The Grand Master and his acolytes watch the film with quiet concentration. Occasionally Plantard and de Chérisey’s heads incline together as they exchange a whispered comment. It is not until the film has almost reached its end that they show anything other than relaxed interest. But suddenly the two backs in front of me stiffen and M. Plantard sits upright, bending forward in concentration. But the image on the screen is a fleeting one. As it disappears, the two heads lean together again in a brief and vehement conversation. Touché! I have shown them something they weren’t expecting. The image, which has no explanatory text, is of the parchment [Altar Document 2] overlaid with the pentacle. Are they unaware of the existence of the geometry? Or are they simply surprised that I have found it out?

Some of the geometry which Henry Lincoln believed to have been deliberately hidden in Altar Document 2.

I think it most probable that they were unaware of it, although, once again, this would not necessarily mean what Lincoln wished it to mean. Lincoln had dutifully followed the trail of clues they had laid down for him, and had now arrived at the sweet spot of any conspiracy theory: he had begun to invent new facets of the mystery himself from whole cloth. The geometrical obsessions of the cult of Rennes-le-Château would spill across thousands of rambling pages in the years to come. Plantard merely gleaned where Lincoln was going and got out of his way. You can practically see this happening in real time when Lincoln asks him on camera about the significance of the pentagon of which Rennes-le-Château constitutes one point. “At that moment, M. Plantard could have said, ‘I don’t know what you’re talking about,’ or even, ‘There is no significance,'” Lincoln tells us. “But in a sense, his answer confirmed my suspicion that there was an importance attached to that symbol which I had yet to discover.” One can imagine Plantard’s self-satisfied smile as he sits back to watch Lincoln build new twisty little passages in which to lose himself.

From here, the program takes on more and more supernatural overtones, as Lincoln connects the Priory of Sion with the long history of alchemy, hermeticism, and the occult more generally — traditions to which many of those we think of today as foremost lights of rational science, such as Johannes Kepler and Isaac Newton, were very much in thrall. Lincoln explains, correctly, that the pentagon has long been linked to the planet Venus. From the standpoint of a terrestrial observer, Venus goes through five inferior conjunctions — meaning that it passes between the Earth and the Sun — in the course of every eight years. These conjunctions are quite obvious to anyone who pays even cursory attention to the sky: the planet goes from being the brightest object in the sky at sunset with the possible exception of the Moon to disappearing entirely for a few days to reappearing just as bright as before, only now at dawn. Marked on a map of the sky, one complete cycle of five inferior conjunctions forms a well-nigh perfect pentagon.

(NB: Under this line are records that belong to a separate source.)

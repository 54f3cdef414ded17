//! Localized question catalog.
//!
//! Each locale provides the ordered question list, a thank-you template with
//! `{name}` and `{email}` placeholders, and the service option labels. The
//! catalog ships embedded in the binary and can be overridden with a JSON
//! file at startup; either way it is validated for completeness before the
//! server accepts traffic.

use std::collections::HashMap;
use std::path::Path;

use serde::Deserialize;

use crate::error::CatalogError;
use crate::lead::FieldKey;

/// Locale used when a request carries no (or an unknown) language code.
pub const DEFAULT_LOCALE: &str = "en";

/// Number of questions per locale, one per collected field.
pub const QUESTION_COUNT: usize = FieldKey::ORDER.len();

const BUILTIN_JSON: &str = include_str!("../locales/catalog.json");

/// Question text and labels for one locale.
#[derive(Debug, Clone, Deserialize)]
pub struct LocaleEntry {
    pub questions: Vec<String>,
    pub thank_you: String,
    pub service_options: Vec<String>,
}

/// Validated locale → entry mapping.
#[derive(Debug, Clone)]
pub struct QuestionCatalog {
    locales: HashMap<String, LocaleEntry>,
}

impl QuestionCatalog {
    /// Load the embedded catalog.
    pub fn builtin() -> Result<Self, CatalogError> {
        Self::from_json_str(BUILTIN_JSON)
    }

    /// Load a catalog from a JSON file.
    pub fn from_path(path: &Path) -> Result<Self, CatalogError> {
        let raw = std::fs::read_to_string(path)?;
        Self::from_json_str(&raw)
    }

    /// Parse and validate a catalog from JSON text.
    pub fn from_json_str(raw: &str) -> Result<Self, CatalogError> {
        let locales: HashMap<String, LocaleEntry> =
            serde_json::from_str(raw).map_err(|e| CatalogError::Parse(e.to_string()))?;
        let catalog = Self { locales };
        catalog.validate()?;
        Ok(catalog)
    }

    /// Startup completeness check: the default locale exists, and every
    /// locale has exactly [`QUESTION_COUNT`] questions, both thank-you
    /// placeholders, and a non-empty option list.
    fn validate(&self) -> Result<(), CatalogError> {
        if !self.locales.contains_key(DEFAULT_LOCALE) {
            return Err(CatalogError::MissingDefaultLocale(DEFAULT_LOCALE.into()));
        }
        for (locale, entry) in &self.locales {
            if entry.questions.len() != QUESTION_COUNT {
                return Err(CatalogError::QuestionCount {
                    locale: locale.clone(),
                    found: entry.questions.len(),
                    expected: QUESTION_COUNT,
                });
            }
            for placeholder in ["{name}", "{email}"] {
                if !entry.thank_you.contains(placeholder) {
                    return Err(CatalogError::MissingPlaceholder {
                        locale: locale.clone(),
                        placeholder,
                    });
                }
            }
            if entry.service_options.is_empty() {
                return Err(CatalogError::NoServiceOptions {
                    locale: locale.clone(),
                });
            }
        }
        Ok(())
    }

    /// Entry for `lang`, falling back to the default locale for unknown
    /// codes. Already-asked text is never retranslated; only subsequent
    /// responses pick up a language switch.
    pub fn entry(&self, lang: &str) -> &LocaleEntry {
        if let Some(entry) = self.locales.get(lang) {
            return entry;
        }
        tracing::warn!(lang, "no catalog entry for language, falling back");
        // Presence of the default locale is checked in validate().
        self.locales
            .get(DEFAULT_LOCALE)
            .expect("default locale present after validation")
    }

    /// Render the localized thank-you message.
    pub fn thank_you(&self, lang: &str, name: &str, email: &str) -> String {
        self.entry(lang)
            .thank_you
            .replace("{name}", name)
            .replace("{email}", email)
    }

    pub fn locale_codes(&self) -> Vec<&str> {
        self.locales.keys().map(String::as_str).collect()
    }
}

#[cfg(test)]
mod tests {
    use super::*;

    #[test]
    fn builtin_catalog_validates() {
        let catalog = QuestionCatalog::builtin().unwrap();
        assert!(catalog.locale_codes().contains(&"en"));
        assert_eq!(catalog.entry("en").questions.len(), QUESTION_COUNT);
    }

    #[test]
    fn unknown_language_falls_back_to_default() {
        let catalog = QuestionCatalog::builtin().unwrap();
        assert_eq!(
            catalog.entry("xx").questions[0],
            catalog.entry(DEFAULT_LOCALE).questions[0]
        );
    }

    #[test]
    fn thank_you_interpolates_both_placeholders() {
        let catalog = QuestionCatalog::builtin().unwrap();
        let text = catalog.thank_you("en", "Alex", "a@b.com");
        assert!(text.contains("Alex"));
        assert!(text.contains("a@b.com"));
        assert!(!text.contains("{name}"));
    }

    #[test]
    fn rejects_wrong_question_count() {
        let raw = r#"{
            "en": {
                "questions": ["only one"],
                "thank_you": "Thanks {name} at {email}",
                "service_options": ["Website"]
            }
        }"#;
        let err = QuestionCatalog::from_json_str(raw).unwrap_err();
        assert!(matches!(err, CatalogError::QuestionCount { found: 1, .. }));
    }

    #[test]
    fn rejects_missing_placeholder() {
        let raw = r#"{
            "en": {
                "questions": ["q1","q2","q3","q4","q5","q6","q7"],
                "thank_you": "Thanks {name}!",
                "service_options": ["Website"]
            }
        }"#;
        let err = QuestionCatalog::from_json_str(raw).unwrap_err();
        assert!(matches!(
            err,
            CatalogError::MissingPlaceholder {
                placeholder: "{email}",
                ..
            }
        ));
    }

    #[test]
    fn rejects_empty_service_options() {
        let raw = r#"{
            "en": {
                "questions": ["q1","q2","q3","q4","q5","q6","q7"],
                "thank_you": "Thanks {name} at {email}",
                "service_options": []
            }
        }"#;
        let err = QuestionCatalog::from_json_str(raw).unwrap_err();
        assert!(matches!(err, CatalogError::NoServiceOptions { .. }));
    }

    #[test]
    fn rejects_catalog_without_default_locale() {
        let raw = r#"{
            "hi": {
                "questions": ["q1","q2","q3","q4","q5","q6","q7"],
                "thank_you": "Thanks {name} at {email}",
                "service_options": ["Website"]
            }
        }"#;
        let err = QuestionCatalog::from_json_str(raw).unwrap_err();
        assert!(matches!(err, CatalogError::MissingDefaultLocale(_)));
    }

    #[test]
    fn rejects_invalid_json() {
        assert!(matches!(
            QuestionCatalog::from_json_str("not json").unwrap_err(),
            CatalogError::Parse(_)
        ));
    }
}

Venus was in turn the symbol of Mary Magdalene, the saint whom Saunière’s church was named after. It might perhaps be more convenient in some ways if Saunière himself had chosen that name, if a Church of Sainte Marie-Madeleine hadn’t existed in Rennes-le-Château for 700 years prior to his arrival, but needs must. Lincoln is encouraged that Saunière did choose to name the observation tower he built in the garden of his villa Le Tour Magdala, predictably failing to consider that he may have simply named the tower after the church.

So, the area around Rennes-le-Château must be a place of enormous supernatural importance, or at least a place that various shadowy groups throughout history have believed to be a locus of mystical power. Lincoln doesn’t explain how these groups would have spotted the pentagon hidden in its topography without benefit of aerial observation or modern measuring equipment. But he has at least decided that the fortune in gold fondly imagined by the likes of Noël Corbu probably doesn’t exist. Saunière, he thinks, became an initiate of the Priory of Sion through those documents he found hidden in his church. “The real treasure of Rennes-le-Château is a secret,” Lincoln says. This secret, whatever it is, is surely connected with the Merovingian bloodline. “What is so special about this royal bloodline that can ensure centuries of loyalty?” Lincoln asks. And that is where he leaves it, with the words “To Be Continued…” flashing subliminally if not literally.

The continuation would arrive barely two years later, but it would do so in a different format than yet another episode of Chronicle. For the evolving mystery of Rennes-le-Château had now outgrown the constraints of a workaday BBC documentary series in the opinion of its leading advocate.


Henry Lincoln (left) with Gérard de Sède (right) just before the latter punched the former in the face.

Lincoln’s first hope was to shoot a documentary feature film. “The notion of addressing the subject without the usual sobering constraints of the BBC’s more serious documentary approach seems appealing,” he said with his customary obliviousness to irony. He signed a contract with a London production house. But the project descended into squabbling when it became clear that the director was a more lurid sort of conspiracy theorist, more interested in Black Masses and sex orgies in the pews of Saunière’s church than the bloodline of the Merovingian dynasty and the vagaries of pentagonal geometry. Gérard de Sède was hired as a consultant to the film, turning up just long enough to punch Lincoln in the face for stealing Pierre Plantard from him. Meanwhile the producer was perpetually drunk and insisted on driving his cast and crew everywhere, a bad combination if ever there was one. The farce turned into a tragedy when this fellow keeled over dead from a brain tumor. It turned out that the relative sobriety of the BBC had its positive sides.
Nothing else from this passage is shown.